» Goal of the exercise
Search each line below for the word "Absent" and list those that contain it.

• • • • • • •

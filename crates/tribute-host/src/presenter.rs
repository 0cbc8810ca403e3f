//! Plain-text rendering of view snapshots.
//!
//! The render functions are pure; [`spawn`] runs a task that watches the
//! view's snapshot channel and writes announcements to stdout.

use std::io::Write as _;

use tokio::sync::watch;
use tokio::task::JoinHandle;
use tracing::warn;
use tribute_core::config::PageContent;
use tribute_core::labels;
use tribute_types::{ElapsedBreakdown, PlaybackState, RevealPhase, ViewSnapshot};

/// The counter line, e.g. `1 ano | 0 meses | 5 dias | ...`.
pub fn render_counter(elapsed: &ElapsedBreakdown) -> String {
    elapsed
        .components()
        .iter()
        .map(|(unit, value)| format!("{value} {}", labels::unit_label(*unit, *value)))
        .collect::<Vec<_>>()
        .join(" | ")
}

/// The hidden page: prompt, teaser, and markers on screen.
pub fn render_gate(content: &PageContent, snapshot: &ViewSnapshot) -> String {
    let mut out = format!(
        "{}\n{}\n",
        labels::reveal_prompt(snapshot.remaining),
        content.gate_teaser
    );
    if !snapshot.markers.is_empty() {
        out.push_str(&format!("({} rosas caindo)\n", snapshot.markers.len()));
    }
    out
}

/// The revealed page: music button, photos, message, and counter.
pub fn render_page(content: &PageContent, snapshot: &ViewSnapshot) -> String {
    let playback = match snapshot.playback {
        PlaybackState::Playing => "tocando",
        PlaybackState::Paused => "pausado",
    };
    let mut out = format!(
        "[{playback}] {}\n          {}\n",
        content.track_title, content.track_subtitle
    );
    for image in &content.images {
        out.push_str(&format!("[foto] {} ({})\n", image.path, image.alt));
    }
    out.push_str(&format!(
        "{}\n{}\n{}\n",
        content.message,
        content.counter_heading,
        render_counter(&snapshot.elapsed)
    ));
    out
}

/// Render whichever page the snapshot's phase shows.
pub fn render(content: &PageContent, snapshot: &ViewSnapshot) -> String {
    match snapshot.phase {
        RevealPhase::Revealed => render_page(content, snapshot),
        RevealPhase::Locked | RevealPhase::Pending => render_gate(content, snapshot),
    }
}

/// What to print when the view moves from `previous` to `current`.
///
/// Clock ticks and marker expiry alone print nothing; `status` shows them.
pub fn announce(
    content: &PageContent,
    previous: &ViewSnapshot,
    current: &ViewSnapshot,
) -> Option<String> {
    if current.phase == RevealPhase::Revealed && previous.phase != RevealPhase::Revealed {
        return Some(render_page(content, current));
    }
    if current.interactions != previous.interactions {
        return Some(render_gate(content, current));
    }
    if current.playback != previous.playback {
        return Some(render_page(content, current));
    }
    None
}

/// Watch `snapshots` and print every announcement until the channel closes.
pub fn spawn(mut snapshots: watch::Receiver<ViewSnapshot>, content: PageContent) -> JoinHandle<()> {
    tokio::spawn(async move {
        let mut previous = snapshots.borrow_and_update().clone();
        while snapshots.changed().await.is_ok() {
            let current = snapshots.borrow_and_update().clone();
            if let Some(text) = announce(&content, &previous, &current) {
                let mut stdout = std::io::stdout().lock();
                if let Err(e) = stdout.write_all(text.as_bytes()).and_then(|()| stdout.flush()) {
                    warn!(error = %e, "failed to write to stdout");
                }
            }
            previous = current;
        }
    })
}
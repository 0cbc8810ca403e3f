//! Configuration loading and typed config structures for the tribute page.
//!
//! The configuration lives in `tribute-config.yaml`. Every field has a
//! default equal to the value the page was built with, so an empty file (or
//! no file at all) reproduces the page as first published. Loaded configs are
//! validated before use; the timers and random ranges downstream rely on it.

use std::path::Path;
use std::time::Duration;

use chrono::{NaiveDate, NaiveDateTime};
use serde::Deserialize;
use tribute_types::Viewport;

use crate::clock::{AnchorInstant, ClockError};
use crate::gate::DEFAULT_THRESHOLD;
use crate::music::AudioSource;

/// Errors that can occur when loading configuration.
#[derive(Debug, thiserror::Error)]
pub enum ConfigError {
    /// Failed to read the configuration file from disk.
    #[error("failed to read config file: {source}")]
    Io {
        /// The underlying I/O error.
        #[from]
        source: std::io::Error,
    },

    /// Failed to parse YAML content.
    #[error("failed to parse config YAML: {source}")]
    Yaml {
        /// The underlying YAML parse error.
        source: serde_yml::Error,
    },

    /// The configuration parsed but holds unusable values.
    #[error("invalid configuration: {reason}")]
    Invalid {
        /// Explanation of what is wrong with the configuration.
        reason: String,
    },
}

impl From<serde_yml::Error> for ConfigError {
    fn from(source: serde_yml::Error) -> Self {
        Self::Yaml { source }
    }
}

/// Top-level page configuration.
///
/// Mirrors the structure of `tribute-config.yaml`.
#[derive(Debug, Clone, Default, PartialEq, Deserialize)]
pub struct TributeConfig {
    /// The instant the elapsed counter measures from.
    #[serde(default)]
    pub anchor: AnchorConfig,

    /// Reveal gate threshold and delay.
    #[serde(default)]
    pub gate: GateConfig,

    /// Falling marker batches.
    #[serde(default)]
    pub markers: MarkerConfig,

    /// Elapsed counter refresh rate.
    #[serde(default)]
    pub clock: ClockConfig,

    /// Floating hearts on the revealed page.
    #[serde(default)]
    pub ambient: AmbientConfig,

    /// Text and asset paths shown by the rendering layer.
    #[serde(default)]
    pub page: PageContent,

    /// Seed for marker and heart placement. Absent means OS entropy.
    #[serde(default)]
    pub rng_seed: Option<u64>,

    /// Logging configuration.
    #[serde(default)]
    pub logging: LoggingConfig,
}

impl TributeConfig {
    /// Load and validate configuration from a YAML file.
    ///
    /// # Errors
    ///
    /// Returns [`ConfigError::Io`] if the file cannot be read,
    /// [`ConfigError::Yaml`] if the content is not valid YAML, or
    /// [`ConfigError::Invalid`] if a value is out of range.
    pub fn from_file(path: &Path) -> Result<Self, ConfigError> {
        let contents = std::fs::read_to_string(path)?;
        Self::parse(&contents)
    }

    /// Parse and validate configuration from a YAML string.
    ///
    /// # Errors
    ///
    /// Returns [`ConfigError::Yaml`] if the string is not valid YAML, or
    /// [`ConfigError::Invalid`] if a value is out of range.
    pub fn parse(yaml: &str) -> Result<Self, ConfigError> {
        let config: Self = serde_yml::from_str(yaml)?;
        config.validate()?;
        Ok(config)
    }

    /// Check every value the view relies on.
    ///
    /// # Errors
    ///
    /// Returns [`ConfigError::Invalid`] naming the first bad value.
    pub fn validate(&self) -> Result<(), ConfigError> {
        if self.gate.threshold == 0 {
            return Err(invalid("gate.threshold must be at least 1"));
        }
        if self.gate.reveal_delay_ms == 0 {
            return Err(invalid("gate.reveal_delay_ms must be at least 1"));
        }
        if self.clock.tick_interval_ms == 0 {
            return Err(invalid("clock.tick_interval_ms must be at least 1"));
        }
        self.markers.validate()?;
        self.ambient.validate()
    }
}

fn invalid(reason: &str) -> ConfigError {
    ConfigError::Invalid {
        reason: reason.to_owned(),
    }
}

fn non_negative(value: f64, name: &str) -> Result<(), ConfigError> {
    if value.is_finite() && value >= 0.0 {
        Ok(())
    } else {
        Err(ConfigError::Invalid {
            reason: format!("{name} must be a finite, non-negative number (got {value})"),
        })
    }
}

/// Anchor instant configuration.
#[derive(Debug, Clone, PartialEq, Eq, Deserialize)]
pub struct AnchorConfig {
    /// Wall-clock time of the anchor, e.g. `2024-03-27T16:00:00`.
    #[serde(default = "default_anchor_local_time")]
    pub local_time: NaiveDateTime,

    /// Fixed offset from UTC in minutes. Absent means the host's local zone.
    #[serde(default)]
    pub utc_offset_minutes: Option<i32>,
}

impl AnchorConfig {
    /// Turn the configured wall-clock time into an instant.
    ///
    /// # Errors
    ///
    /// Returns [`ClockError`] if the offset is out of range or the local
    /// time is ambiguous.
    pub fn resolve(&self) -> Result<AnchorInstant, ClockError> {
        match self.utc_offset_minutes {
            Some(minutes) => AnchorInstant::from_offset(self.local_time, minutes),
            None => AnchorInstant::from_local(self.local_time),
        }
    }
}

impl Default for AnchorConfig {
    fn default() -> Self {
        Self {
            local_time: default_anchor_local_time(),
            utc_offset_minutes: None,
        }
    }
}

/// Reveal gate configuration.
#[derive(Debug, Clone, PartialEq, Eq, Deserialize)]
pub struct GateConfig {
    /// Interactions needed to reveal the page.
    #[serde(default = "default_threshold")]
    pub threshold: u32,

    /// Delay between reaching the threshold and the reveal, in milliseconds.
    #[serde(default = "default_reveal_delay_ms")]
    pub reveal_delay_ms: u64,
}

impl GateConfig {
    /// Reveal delay as a [`Duration`].
    pub const fn reveal_delay(&self) -> Duration {
        Duration::from_millis(self.reveal_delay_ms)
    }
}

impl Default for GateConfig {
    fn default() -> Self {
        Self {
            threshold: default_threshold(),
            reveal_delay_ms: default_reveal_delay_ms(),
        }
    }
}

/// Falling marker configuration.
#[derive(Debug, Clone, PartialEq, Deserialize)]
pub struct MarkerConfig {
    /// Markers spawned per interaction.
    #[serde(default = "default_per_batch")]
    pub per_batch: u32,

    /// Full width of the horizontal jitter band (markers land within +/- half).
    #[serde(default = "default_jitter")]
    pub jitter_x: f64,

    /// Full height of the vertical jitter band.
    #[serde(default = "default_jitter")]
    pub jitter_y: f64,

    /// Initial rotation is drawn from `[0, rotation_max_deg)`.
    #[serde(default = "default_rotation_max_deg")]
    pub rotation_max_deg: f64,

    /// Smallest initial scale.
    #[serde(default = "default_scale_min")]
    pub scale_min: f64,

    /// Largest initial scale.
    #[serde(default = "default_scale_max")]
    pub scale_max: f64,

    /// How long a batch stays on screen, in milliseconds.
    #[serde(default = "default_marker_lifetime_ms")]
    pub lifetime_ms: u64,
}

impl MarkerConfig {
    /// Marker lifetime as a [`Duration`].
    pub const fn lifetime(&self) -> Duration {
        Duration::from_millis(self.lifetime_ms)
    }

    fn validate(&self) -> Result<(), ConfigError> {
        if self.per_batch == 0 {
            return Err(invalid("markers.per_batch must be at least 1"));
        }
        if self.lifetime_ms == 0 {
            return Err(invalid("markers.lifetime_ms must be at least 1"));
        }
        non_negative(self.jitter_x, "markers.jitter_x")?;
        non_negative(self.jitter_y, "markers.jitter_y")?;
        non_negative(self.rotation_max_deg, "markers.rotation_max_deg")?;
        non_negative(self.scale_min, "markers.scale_min")?;
        non_negative(self.scale_max, "markers.scale_max")?;
        if self.scale_min <= 0.0 || self.scale_min > self.scale_max {
            return Err(invalid(
                "markers.scale_min must be positive and not exceed markers.scale_max",
            ));
        }
        Ok(())
    }
}

impl Default for MarkerConfig {
    fn default() -> Self {
        Self {
            per_batch: default_per_batch(),
            jitter_x: default_jitter(),
            jitter_y: default_jitter(),
            rotation_max_deg: default_rotation_max_deg(),
            scale_min: default_scale_min(),
            scale_max: default_scale_max(),
            lifetime_ms: default_marker_lifetime_ms(),
        }
    }
}

/// Elapsed counter configuration.
#[derive(Debug, Clone, PartialEq, Eq, Deserialize)]
pub struct ClockConfig {
    /// Milliseconds between recomputations.
    #[serde(default = "default_tick_interval_ms")]
    pub tick_interval_ms: u64,
}

impl ClockConfig {
    /// Tick interval as a [`Duration`].
    pub const fn tick_interval(&self) -> Duration {
        Duration::from_millis(self.tick_interval_ms)
    }
}

impl Default for ClockConfig {
    fn default() -> Self {
        Self {
            tick_interval_ms: default_tick_interval_ms(),
        }
    }
}

/// Floating heart configuration.
#[derive(Debug, Clone, PartialEq, Deserialize)]
pub struct AmbientConfig {
    /// Number of hearts.
    #[serde(default = "default_hearts")]
    pub hearts: u32,

    /// Shortest flight, in seconds.
    #[serde(default = "default_duration_min_s")]
    pub duration_min_s: f64,

    /// Longest flight, in seconds.
    #[serde(default = "default_duration_max_s")]
    pub duration_max_s: f64,

    /// Start delay added per heart index, in seconds.
    #[serde(default = "default_stagger_s")]
    pub stagger_s: f64,

    /// How far beyond the viewport edges a flight starts and ends.
    #[serde(default = "default_edge_margin")]
    pub edge_margin: f64,

    /// Viewport assumed when planning flights.
    #[serde(default)]
    pub viewport: Viewport,
}

impl AmbientConfig {
    fn validate(&self) -> Result<(), ConfigError> {
        non_negative(self.duration_min_s, "ambient.duration_min_s")?;
        non_negative(self.duration_max_s, "ambient.duration_max_s")?;
        non_negative(self.stagger_s, "ambient.stagger_s")?;
        non_negative(self.edge_margin, "ambient.edge_margin")?;
        if self.duration_min_s > self.duration_max_s {
            return Err(invalid(
                "ambient.duration_min_s must not exceed ambient.duration_max_s",
            ));
        }
        let Viewport { width, height } = self.viewport;
        if !(width.is_finite() && height.is_finite() && width > 0.0 && height > 0.0) {
            return Err(invalid("ambient.viewport must have positive finite size"));
        }
        Ok(())
    }
}

impl Default for AmbientConfig {
    fn default() -> Self {
        Self {
            hearts: default_hearts(),
            duration_min_s: default_duration_min_s(),
            duration_max_s: default_duration_max_s(),
            stagger_s: default_stagger_s(),
            edge_margin: default_edge_margin(),
            viewport: Viewport::default(),
        }
    }
}

/// One photo on the revealed page.
#[derive(Debug, Clone, PartialEq, Eq, Deserialize)]
pub struct ImageAsset {
    /// Path served by the static asset host.
    pub path: String,
    /// Alternative text.
    pub alt: String,
}

/// Text and assets of the page. Passed through to the rendering layer
/// untouched; the core never loads or checks the assets.
#[derive(Debug, Clone, PartialEq, Eq, Deserialize)]
pub struct PageContent {
    /// Subtitle under the gate prompt.
    #[serde(default = "default_gate_teaser")]
    pub gate_teaser: String,

    /// Track title on the music button.
    #[serde(default = "default_track_title")]
    pub track_title: String,

    /// Second line on the music button.
    #[serde(default = "default_track_subtitle")]
    pub track_subtitle: String,

    /// The background track.
    #[serde(default)]
    pub audio: AudioSource,

    /// Photos, in display order.
    #[serde(default = "default_images")]
    pub images: Vec<ImageAsset>,

    /// The message card.
    #[serde(default = "default_message")]
    pub message: String,

    /// Heading above the elapsed counter.
    #[serde(default = "default_counter_heading")]
    pub counter_heading: String,
}

impl Default for PageContent {
    fn default() -> Self {
        Self {
            gate_teaser: default_gate_teaser(),
            track_title: default_track_title(),
            track_subtitle: default_track_subtitle(),
            audio: AudioSource::default(),
            images: default_images(),
            message: default_message(),
            counter_heading: default_counter_heading(),
        }
    }
}

/// Logging configuration.
#[derive(Debug, Clone, PartialEq, Eq, Deserialize)]
pub struct LoggingConfig {
    /// Log level (trace, debug, info, warn, error). `RUST_LOG` wins when set.
    #[serde(default = "default_log_level")]
    pub level: String,
}

impl Default for LoggingConfig {
    fn default() -> Self {
        Self {
            level: default_log_level(),
        }
    }
}

// ---------------------------------------------------------------------------
// Default value functions (serde default requires named functions)
// ---------------------------------------------------------------------------

fn default_anchor_local_time() -> NaiveDateTime {
    NaiveDate::from_ymd_opt(2024, 3, 27)
        .and_then(|d| d.and_hms_opt(16, 0, 0))
        .unwrap_or_default()
}

const fn default_threshold() -> u32 {
    DEFAULT_THRESHOLD
}

const fn default_reveal_delay_ms() -> u64 {
    1_000
}

const fn default_per_batch() -> u32 {
    5
}

const fn default_jitter() -> f64 {
    100.0
}

const fn default_rotation_max_deg() -> f64 {
    360.0
}

const fn default_scale_min() -> f64 {
    0.5
}

const fn default_scale_max() -> f64 {
    1.0
}

const fn default_marker_lifetime_ms() -> u64 {
    3_000
}

const fn default_tick_interval_ms() -> u64 {
    1_000
}

const fn default_hearts() -> u32 {
    4
}

const fn default_duration_min_s() -> f64 {
    10.0
}

const fn default_duration_max_s() -> f64 {
    14.0
}

const fn default_stagger_s() -> f64 {
    3.0
}

const fn default_edge_margin() -> f64 {
    50.0
}

fn default_gate_teaser() -> String {
    "Uma surpresa especial te aguarda...".to_owned()
}

fn default_track_title() -> String {
    "Simply Red - You Make Me Feel Brand New".to_owned()
}

fn default_track_subtitle() -> String {
    "(Official Live at Sydney Opera House)".to_owned()
}

fn default_images() -> Vec<ImageAsset> {
    vec![
        ImageAsset {
            path: "/couple-1.jpg".to_owned(),
            alt: "Nosso amor - Foto 1".to_owned(),
        },
        ImageAsset {
            path: "/couple-2.jpg".to_owned(),
            alt: "Nosso amor - Foto 2".to_owned(),
        },
    ]
}

fn default_message() -> String {
    "Vou te amar pra sempre assim como...".to_owned()
}

fn default_counter_heading() -> String {
    "Estou te amando há:".to_owned()
}

fn default_log_level() -> String {
    "info".to_owned()
}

• • • • • • •

» Your solution
    /// Seed for marker and heart placement. Absent means OS entropy.
    /// Fixed offset from UTC in minutes. Absent means the host's local zone.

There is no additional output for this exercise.